■ Task to carry out ■
Go through the data below line by line. Give only the number of lines that contain "SearchEngine".

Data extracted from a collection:
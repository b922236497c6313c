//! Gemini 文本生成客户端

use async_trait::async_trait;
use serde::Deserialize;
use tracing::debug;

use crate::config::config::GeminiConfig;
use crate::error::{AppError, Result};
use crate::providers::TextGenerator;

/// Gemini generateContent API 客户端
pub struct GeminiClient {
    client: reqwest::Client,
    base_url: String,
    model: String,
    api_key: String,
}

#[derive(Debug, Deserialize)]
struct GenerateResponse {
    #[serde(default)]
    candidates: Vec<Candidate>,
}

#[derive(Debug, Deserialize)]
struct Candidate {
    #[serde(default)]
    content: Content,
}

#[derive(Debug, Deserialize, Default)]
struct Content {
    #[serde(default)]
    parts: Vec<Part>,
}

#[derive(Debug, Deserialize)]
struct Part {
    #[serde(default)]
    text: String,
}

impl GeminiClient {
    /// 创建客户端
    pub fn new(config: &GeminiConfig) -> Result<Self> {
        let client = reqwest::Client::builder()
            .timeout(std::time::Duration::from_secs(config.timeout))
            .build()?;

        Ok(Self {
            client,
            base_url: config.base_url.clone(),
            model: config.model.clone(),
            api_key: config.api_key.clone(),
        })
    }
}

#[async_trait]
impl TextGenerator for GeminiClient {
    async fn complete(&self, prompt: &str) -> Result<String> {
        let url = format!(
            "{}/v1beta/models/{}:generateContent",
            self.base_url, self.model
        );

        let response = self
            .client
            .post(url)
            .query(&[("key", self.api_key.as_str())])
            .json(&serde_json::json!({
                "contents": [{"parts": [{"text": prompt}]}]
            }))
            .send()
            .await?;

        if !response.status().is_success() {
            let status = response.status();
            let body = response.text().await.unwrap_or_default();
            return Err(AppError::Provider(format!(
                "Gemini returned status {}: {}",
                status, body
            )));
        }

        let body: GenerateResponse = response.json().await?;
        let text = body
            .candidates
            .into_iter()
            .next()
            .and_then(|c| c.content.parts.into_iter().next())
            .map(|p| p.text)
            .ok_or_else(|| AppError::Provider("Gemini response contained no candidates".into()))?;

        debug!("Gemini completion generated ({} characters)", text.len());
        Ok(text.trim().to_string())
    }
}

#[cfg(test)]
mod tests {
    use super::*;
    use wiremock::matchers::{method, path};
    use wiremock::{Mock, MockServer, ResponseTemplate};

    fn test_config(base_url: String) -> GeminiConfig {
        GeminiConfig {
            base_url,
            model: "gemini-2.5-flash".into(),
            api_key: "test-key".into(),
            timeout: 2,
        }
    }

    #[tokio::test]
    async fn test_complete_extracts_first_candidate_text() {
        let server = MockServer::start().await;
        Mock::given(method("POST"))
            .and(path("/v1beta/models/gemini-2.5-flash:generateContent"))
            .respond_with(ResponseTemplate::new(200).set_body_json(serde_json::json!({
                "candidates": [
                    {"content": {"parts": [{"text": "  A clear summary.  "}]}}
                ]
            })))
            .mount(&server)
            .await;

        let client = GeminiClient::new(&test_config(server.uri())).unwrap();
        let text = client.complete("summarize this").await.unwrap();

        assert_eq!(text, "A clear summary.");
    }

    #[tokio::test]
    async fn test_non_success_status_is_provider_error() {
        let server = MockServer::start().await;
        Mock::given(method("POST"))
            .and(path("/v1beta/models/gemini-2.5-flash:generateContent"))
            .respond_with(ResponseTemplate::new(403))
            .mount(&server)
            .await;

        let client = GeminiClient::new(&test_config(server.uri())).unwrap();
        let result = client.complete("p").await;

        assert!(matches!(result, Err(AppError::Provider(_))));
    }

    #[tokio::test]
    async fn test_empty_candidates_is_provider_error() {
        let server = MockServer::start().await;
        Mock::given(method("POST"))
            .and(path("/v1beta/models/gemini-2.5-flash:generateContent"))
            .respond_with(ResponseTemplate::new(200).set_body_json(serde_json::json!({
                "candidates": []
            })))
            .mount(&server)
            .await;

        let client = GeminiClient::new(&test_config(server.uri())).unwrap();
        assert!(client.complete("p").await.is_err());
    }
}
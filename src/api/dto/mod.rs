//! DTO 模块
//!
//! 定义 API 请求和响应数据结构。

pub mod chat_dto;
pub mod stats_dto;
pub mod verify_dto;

...

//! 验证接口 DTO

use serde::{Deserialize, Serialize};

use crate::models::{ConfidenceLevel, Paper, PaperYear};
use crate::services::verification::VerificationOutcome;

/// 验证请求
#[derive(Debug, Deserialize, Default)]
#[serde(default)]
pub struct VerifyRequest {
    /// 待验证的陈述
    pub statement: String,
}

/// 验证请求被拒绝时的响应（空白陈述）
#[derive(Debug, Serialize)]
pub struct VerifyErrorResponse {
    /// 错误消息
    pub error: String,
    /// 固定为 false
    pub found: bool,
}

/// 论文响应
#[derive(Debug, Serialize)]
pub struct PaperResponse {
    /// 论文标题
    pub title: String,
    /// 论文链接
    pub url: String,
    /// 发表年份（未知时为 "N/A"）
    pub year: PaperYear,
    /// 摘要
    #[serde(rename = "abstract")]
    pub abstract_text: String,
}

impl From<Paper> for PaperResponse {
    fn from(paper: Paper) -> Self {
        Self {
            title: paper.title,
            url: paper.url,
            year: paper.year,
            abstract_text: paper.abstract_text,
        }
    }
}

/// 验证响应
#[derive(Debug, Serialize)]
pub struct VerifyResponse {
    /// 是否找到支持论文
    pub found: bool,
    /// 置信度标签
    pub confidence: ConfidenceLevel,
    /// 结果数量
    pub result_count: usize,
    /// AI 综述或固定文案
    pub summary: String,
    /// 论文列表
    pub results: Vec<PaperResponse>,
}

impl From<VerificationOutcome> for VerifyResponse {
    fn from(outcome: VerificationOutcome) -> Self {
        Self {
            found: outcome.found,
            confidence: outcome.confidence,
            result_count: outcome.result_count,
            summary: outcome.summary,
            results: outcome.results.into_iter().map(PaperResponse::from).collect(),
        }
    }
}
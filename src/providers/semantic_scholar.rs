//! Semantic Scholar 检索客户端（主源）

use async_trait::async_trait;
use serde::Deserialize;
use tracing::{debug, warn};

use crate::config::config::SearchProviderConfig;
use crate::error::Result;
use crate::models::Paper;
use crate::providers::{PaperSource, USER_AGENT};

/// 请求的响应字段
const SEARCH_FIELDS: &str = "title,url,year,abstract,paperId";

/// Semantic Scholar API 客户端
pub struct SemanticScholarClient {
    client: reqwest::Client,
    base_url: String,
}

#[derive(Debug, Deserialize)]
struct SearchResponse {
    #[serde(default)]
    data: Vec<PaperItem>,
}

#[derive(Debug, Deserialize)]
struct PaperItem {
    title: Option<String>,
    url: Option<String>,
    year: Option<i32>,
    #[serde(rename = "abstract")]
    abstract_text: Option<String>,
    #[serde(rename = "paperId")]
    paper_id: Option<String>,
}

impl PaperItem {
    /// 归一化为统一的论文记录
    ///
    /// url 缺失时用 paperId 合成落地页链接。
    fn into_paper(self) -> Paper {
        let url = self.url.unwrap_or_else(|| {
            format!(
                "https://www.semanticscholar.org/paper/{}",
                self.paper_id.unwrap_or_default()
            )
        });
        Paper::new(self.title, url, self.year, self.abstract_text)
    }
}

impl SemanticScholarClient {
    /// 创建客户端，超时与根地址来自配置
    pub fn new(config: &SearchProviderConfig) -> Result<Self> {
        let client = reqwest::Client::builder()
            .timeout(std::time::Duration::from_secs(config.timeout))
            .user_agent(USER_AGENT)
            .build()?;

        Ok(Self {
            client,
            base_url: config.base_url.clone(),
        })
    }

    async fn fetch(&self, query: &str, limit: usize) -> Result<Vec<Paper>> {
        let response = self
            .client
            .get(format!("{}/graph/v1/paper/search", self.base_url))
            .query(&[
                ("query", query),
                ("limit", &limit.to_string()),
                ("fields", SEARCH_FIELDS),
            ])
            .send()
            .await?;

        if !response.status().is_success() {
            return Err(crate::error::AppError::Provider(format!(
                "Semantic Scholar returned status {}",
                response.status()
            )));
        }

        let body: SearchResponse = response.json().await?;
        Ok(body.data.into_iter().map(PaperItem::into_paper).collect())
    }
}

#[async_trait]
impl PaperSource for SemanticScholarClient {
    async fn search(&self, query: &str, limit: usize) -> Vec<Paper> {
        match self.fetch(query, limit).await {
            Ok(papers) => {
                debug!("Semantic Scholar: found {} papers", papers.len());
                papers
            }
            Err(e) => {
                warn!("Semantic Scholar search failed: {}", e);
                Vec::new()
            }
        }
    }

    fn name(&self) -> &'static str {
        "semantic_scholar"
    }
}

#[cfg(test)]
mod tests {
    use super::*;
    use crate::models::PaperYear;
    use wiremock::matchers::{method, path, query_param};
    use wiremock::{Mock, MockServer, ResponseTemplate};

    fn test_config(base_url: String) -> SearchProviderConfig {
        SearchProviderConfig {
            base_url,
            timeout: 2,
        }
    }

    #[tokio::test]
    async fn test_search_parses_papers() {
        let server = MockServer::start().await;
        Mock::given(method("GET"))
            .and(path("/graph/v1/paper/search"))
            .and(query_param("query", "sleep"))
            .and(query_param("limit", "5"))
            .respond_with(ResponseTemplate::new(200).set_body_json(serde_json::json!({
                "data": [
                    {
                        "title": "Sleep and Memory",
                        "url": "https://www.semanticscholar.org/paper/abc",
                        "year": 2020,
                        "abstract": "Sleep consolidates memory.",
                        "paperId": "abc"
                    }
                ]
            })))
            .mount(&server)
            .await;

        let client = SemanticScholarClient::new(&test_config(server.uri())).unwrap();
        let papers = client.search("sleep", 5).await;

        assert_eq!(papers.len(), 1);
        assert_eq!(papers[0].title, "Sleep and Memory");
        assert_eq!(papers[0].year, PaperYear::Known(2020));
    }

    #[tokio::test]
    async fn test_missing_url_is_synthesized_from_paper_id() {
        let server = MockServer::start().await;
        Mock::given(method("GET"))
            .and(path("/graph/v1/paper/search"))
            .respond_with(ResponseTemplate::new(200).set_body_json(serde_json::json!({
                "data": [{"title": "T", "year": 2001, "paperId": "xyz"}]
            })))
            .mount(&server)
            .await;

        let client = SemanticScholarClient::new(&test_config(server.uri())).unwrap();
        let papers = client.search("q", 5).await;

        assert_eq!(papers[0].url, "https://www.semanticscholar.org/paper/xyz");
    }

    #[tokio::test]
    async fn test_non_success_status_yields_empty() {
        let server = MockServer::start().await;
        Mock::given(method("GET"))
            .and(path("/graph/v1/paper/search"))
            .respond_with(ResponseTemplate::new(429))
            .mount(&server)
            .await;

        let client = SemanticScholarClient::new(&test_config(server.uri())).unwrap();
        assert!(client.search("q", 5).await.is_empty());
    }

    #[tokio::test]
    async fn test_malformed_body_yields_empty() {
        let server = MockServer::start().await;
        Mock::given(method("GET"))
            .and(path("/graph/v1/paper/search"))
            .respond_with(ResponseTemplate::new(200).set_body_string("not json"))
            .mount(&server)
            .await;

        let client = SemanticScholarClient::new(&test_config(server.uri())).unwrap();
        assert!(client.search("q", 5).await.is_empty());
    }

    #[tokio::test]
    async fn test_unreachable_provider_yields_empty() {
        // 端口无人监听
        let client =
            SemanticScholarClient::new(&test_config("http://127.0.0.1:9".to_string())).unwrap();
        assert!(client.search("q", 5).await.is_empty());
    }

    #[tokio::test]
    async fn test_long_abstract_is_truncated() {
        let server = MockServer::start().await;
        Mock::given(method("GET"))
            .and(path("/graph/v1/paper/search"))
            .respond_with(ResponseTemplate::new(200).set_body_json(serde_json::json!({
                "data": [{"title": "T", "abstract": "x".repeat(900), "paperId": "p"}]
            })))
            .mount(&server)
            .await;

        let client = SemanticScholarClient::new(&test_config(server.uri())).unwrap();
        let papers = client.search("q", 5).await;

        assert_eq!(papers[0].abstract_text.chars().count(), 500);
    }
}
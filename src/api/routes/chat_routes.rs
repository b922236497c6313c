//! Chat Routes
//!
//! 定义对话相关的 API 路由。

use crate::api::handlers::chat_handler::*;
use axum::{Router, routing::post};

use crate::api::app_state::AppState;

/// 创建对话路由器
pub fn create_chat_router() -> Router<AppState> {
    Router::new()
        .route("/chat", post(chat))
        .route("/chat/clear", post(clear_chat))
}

---

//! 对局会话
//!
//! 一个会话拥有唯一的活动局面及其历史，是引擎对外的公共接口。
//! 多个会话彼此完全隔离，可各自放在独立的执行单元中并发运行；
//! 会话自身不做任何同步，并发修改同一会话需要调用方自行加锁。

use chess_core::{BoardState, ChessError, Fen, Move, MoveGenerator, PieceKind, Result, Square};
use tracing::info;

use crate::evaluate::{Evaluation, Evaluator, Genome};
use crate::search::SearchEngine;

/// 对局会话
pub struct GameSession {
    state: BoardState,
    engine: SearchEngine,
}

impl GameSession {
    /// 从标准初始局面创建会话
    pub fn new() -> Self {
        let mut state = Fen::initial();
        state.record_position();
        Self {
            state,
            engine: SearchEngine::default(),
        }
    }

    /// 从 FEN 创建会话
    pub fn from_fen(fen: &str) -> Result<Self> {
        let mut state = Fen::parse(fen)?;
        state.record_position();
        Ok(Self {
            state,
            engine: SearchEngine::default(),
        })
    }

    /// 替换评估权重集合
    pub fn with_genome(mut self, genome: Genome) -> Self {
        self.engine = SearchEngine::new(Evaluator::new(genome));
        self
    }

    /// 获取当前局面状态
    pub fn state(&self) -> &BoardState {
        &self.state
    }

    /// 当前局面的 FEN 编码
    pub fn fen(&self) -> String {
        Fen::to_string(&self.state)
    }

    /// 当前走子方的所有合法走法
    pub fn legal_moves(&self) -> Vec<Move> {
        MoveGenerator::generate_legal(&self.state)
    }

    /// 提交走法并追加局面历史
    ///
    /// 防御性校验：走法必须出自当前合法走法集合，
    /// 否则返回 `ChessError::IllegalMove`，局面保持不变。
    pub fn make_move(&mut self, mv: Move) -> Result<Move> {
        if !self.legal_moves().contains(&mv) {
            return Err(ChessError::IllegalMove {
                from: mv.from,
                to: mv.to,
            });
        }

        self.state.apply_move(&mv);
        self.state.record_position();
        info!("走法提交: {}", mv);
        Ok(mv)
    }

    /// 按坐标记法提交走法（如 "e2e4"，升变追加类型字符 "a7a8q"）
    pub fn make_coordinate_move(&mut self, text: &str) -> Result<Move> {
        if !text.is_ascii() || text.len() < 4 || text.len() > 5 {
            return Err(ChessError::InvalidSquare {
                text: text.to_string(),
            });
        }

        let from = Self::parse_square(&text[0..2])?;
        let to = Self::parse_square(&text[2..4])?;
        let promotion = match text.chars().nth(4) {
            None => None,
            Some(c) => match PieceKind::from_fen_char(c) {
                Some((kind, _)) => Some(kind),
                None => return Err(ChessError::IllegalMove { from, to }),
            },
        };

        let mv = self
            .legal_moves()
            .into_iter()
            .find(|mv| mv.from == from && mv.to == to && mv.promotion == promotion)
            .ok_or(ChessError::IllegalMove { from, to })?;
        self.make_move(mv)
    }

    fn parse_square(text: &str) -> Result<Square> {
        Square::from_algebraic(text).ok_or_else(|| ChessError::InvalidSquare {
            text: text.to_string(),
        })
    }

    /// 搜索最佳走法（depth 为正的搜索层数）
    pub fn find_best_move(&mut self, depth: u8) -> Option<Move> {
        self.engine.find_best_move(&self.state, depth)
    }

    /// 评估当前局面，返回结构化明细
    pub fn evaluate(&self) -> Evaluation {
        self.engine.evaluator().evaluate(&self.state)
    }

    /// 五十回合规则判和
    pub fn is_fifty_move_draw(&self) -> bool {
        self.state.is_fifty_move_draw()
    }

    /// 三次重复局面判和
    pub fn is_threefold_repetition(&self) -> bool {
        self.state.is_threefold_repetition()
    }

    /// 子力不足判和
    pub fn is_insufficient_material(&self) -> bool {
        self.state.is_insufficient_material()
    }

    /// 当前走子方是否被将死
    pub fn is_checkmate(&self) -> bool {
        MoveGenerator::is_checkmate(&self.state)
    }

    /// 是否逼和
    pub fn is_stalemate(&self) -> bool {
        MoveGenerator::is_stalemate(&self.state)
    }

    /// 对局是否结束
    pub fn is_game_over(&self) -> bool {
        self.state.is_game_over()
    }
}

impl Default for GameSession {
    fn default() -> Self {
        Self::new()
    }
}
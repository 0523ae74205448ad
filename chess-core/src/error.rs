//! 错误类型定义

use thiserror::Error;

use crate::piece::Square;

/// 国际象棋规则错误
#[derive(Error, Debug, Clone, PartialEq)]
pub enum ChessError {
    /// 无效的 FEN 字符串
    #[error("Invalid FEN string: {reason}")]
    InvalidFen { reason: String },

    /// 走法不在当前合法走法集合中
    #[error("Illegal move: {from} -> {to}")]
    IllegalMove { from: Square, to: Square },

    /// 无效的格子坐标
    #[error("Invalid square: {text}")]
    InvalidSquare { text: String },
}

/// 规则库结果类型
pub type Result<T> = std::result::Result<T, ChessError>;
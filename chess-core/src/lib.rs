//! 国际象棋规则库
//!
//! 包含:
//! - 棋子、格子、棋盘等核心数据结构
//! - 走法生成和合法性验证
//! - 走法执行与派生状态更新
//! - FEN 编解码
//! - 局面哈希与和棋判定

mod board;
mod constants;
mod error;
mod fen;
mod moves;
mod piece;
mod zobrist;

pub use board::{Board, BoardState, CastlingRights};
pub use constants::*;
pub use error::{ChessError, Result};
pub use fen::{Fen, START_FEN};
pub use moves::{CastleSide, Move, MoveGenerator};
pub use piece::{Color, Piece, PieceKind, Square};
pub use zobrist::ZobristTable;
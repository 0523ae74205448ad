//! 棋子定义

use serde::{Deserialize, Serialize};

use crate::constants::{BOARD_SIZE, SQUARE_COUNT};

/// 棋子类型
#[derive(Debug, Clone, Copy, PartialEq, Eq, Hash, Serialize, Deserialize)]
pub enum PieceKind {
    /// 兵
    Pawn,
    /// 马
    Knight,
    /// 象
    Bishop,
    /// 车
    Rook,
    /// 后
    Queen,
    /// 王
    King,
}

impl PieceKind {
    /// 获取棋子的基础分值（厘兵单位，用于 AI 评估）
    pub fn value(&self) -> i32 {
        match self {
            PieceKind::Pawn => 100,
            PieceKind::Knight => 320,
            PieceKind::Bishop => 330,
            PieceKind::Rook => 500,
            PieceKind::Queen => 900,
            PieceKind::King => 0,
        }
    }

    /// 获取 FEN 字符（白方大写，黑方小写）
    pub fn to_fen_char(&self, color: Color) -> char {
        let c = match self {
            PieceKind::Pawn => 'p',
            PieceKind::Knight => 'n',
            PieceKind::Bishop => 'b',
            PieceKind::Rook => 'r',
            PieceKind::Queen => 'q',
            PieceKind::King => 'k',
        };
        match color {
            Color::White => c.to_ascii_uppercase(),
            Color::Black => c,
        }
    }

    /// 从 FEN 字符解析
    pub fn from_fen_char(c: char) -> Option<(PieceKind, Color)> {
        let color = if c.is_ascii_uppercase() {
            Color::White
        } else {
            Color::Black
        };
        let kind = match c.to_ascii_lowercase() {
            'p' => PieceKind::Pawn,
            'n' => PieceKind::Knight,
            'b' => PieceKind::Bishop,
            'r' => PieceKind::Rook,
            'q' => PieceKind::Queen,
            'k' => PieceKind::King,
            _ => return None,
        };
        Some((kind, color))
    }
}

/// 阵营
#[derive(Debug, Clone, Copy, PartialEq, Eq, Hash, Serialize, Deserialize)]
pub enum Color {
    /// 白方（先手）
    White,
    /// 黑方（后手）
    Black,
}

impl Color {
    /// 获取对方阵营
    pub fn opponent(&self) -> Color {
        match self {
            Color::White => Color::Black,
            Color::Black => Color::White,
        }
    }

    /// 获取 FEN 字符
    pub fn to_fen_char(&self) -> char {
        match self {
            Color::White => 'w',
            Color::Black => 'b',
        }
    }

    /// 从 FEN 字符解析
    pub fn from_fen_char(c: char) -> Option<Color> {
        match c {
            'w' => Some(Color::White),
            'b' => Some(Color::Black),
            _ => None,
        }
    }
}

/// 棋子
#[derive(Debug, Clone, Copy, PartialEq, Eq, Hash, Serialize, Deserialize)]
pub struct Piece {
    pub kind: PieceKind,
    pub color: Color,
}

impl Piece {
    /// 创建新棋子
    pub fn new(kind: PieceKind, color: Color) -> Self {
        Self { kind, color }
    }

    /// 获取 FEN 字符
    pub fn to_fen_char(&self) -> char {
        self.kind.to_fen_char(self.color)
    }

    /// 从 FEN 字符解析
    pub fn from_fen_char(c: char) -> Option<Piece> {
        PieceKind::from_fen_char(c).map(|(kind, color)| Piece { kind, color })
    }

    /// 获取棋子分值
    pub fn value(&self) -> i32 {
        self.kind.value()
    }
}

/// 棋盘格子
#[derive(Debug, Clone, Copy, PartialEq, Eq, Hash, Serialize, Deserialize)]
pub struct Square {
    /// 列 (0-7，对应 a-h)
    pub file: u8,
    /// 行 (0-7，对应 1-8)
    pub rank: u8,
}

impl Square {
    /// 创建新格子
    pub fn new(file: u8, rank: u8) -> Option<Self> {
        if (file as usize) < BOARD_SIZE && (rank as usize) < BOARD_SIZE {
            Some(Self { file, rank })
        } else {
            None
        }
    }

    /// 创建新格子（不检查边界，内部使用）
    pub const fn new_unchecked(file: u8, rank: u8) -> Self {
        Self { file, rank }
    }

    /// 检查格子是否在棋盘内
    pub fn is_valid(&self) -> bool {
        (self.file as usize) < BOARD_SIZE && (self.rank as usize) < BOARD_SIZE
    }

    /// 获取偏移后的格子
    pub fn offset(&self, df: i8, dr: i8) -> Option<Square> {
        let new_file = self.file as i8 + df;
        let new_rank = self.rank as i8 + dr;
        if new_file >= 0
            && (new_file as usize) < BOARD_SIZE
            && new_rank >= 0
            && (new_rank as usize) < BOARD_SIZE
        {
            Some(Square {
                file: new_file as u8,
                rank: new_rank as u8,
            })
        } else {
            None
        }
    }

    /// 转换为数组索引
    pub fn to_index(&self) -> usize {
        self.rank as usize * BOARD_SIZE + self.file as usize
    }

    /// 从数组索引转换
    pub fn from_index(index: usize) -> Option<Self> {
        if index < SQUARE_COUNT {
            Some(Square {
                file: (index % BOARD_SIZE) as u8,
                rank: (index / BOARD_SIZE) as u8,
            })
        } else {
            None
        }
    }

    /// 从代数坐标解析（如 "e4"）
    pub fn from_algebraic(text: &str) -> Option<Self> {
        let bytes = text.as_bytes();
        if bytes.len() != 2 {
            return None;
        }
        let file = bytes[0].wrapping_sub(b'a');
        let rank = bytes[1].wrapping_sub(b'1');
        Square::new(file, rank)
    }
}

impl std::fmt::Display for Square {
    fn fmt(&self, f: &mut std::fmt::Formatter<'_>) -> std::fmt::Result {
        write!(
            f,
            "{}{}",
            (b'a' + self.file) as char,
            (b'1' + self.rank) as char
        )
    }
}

■ Result ■
5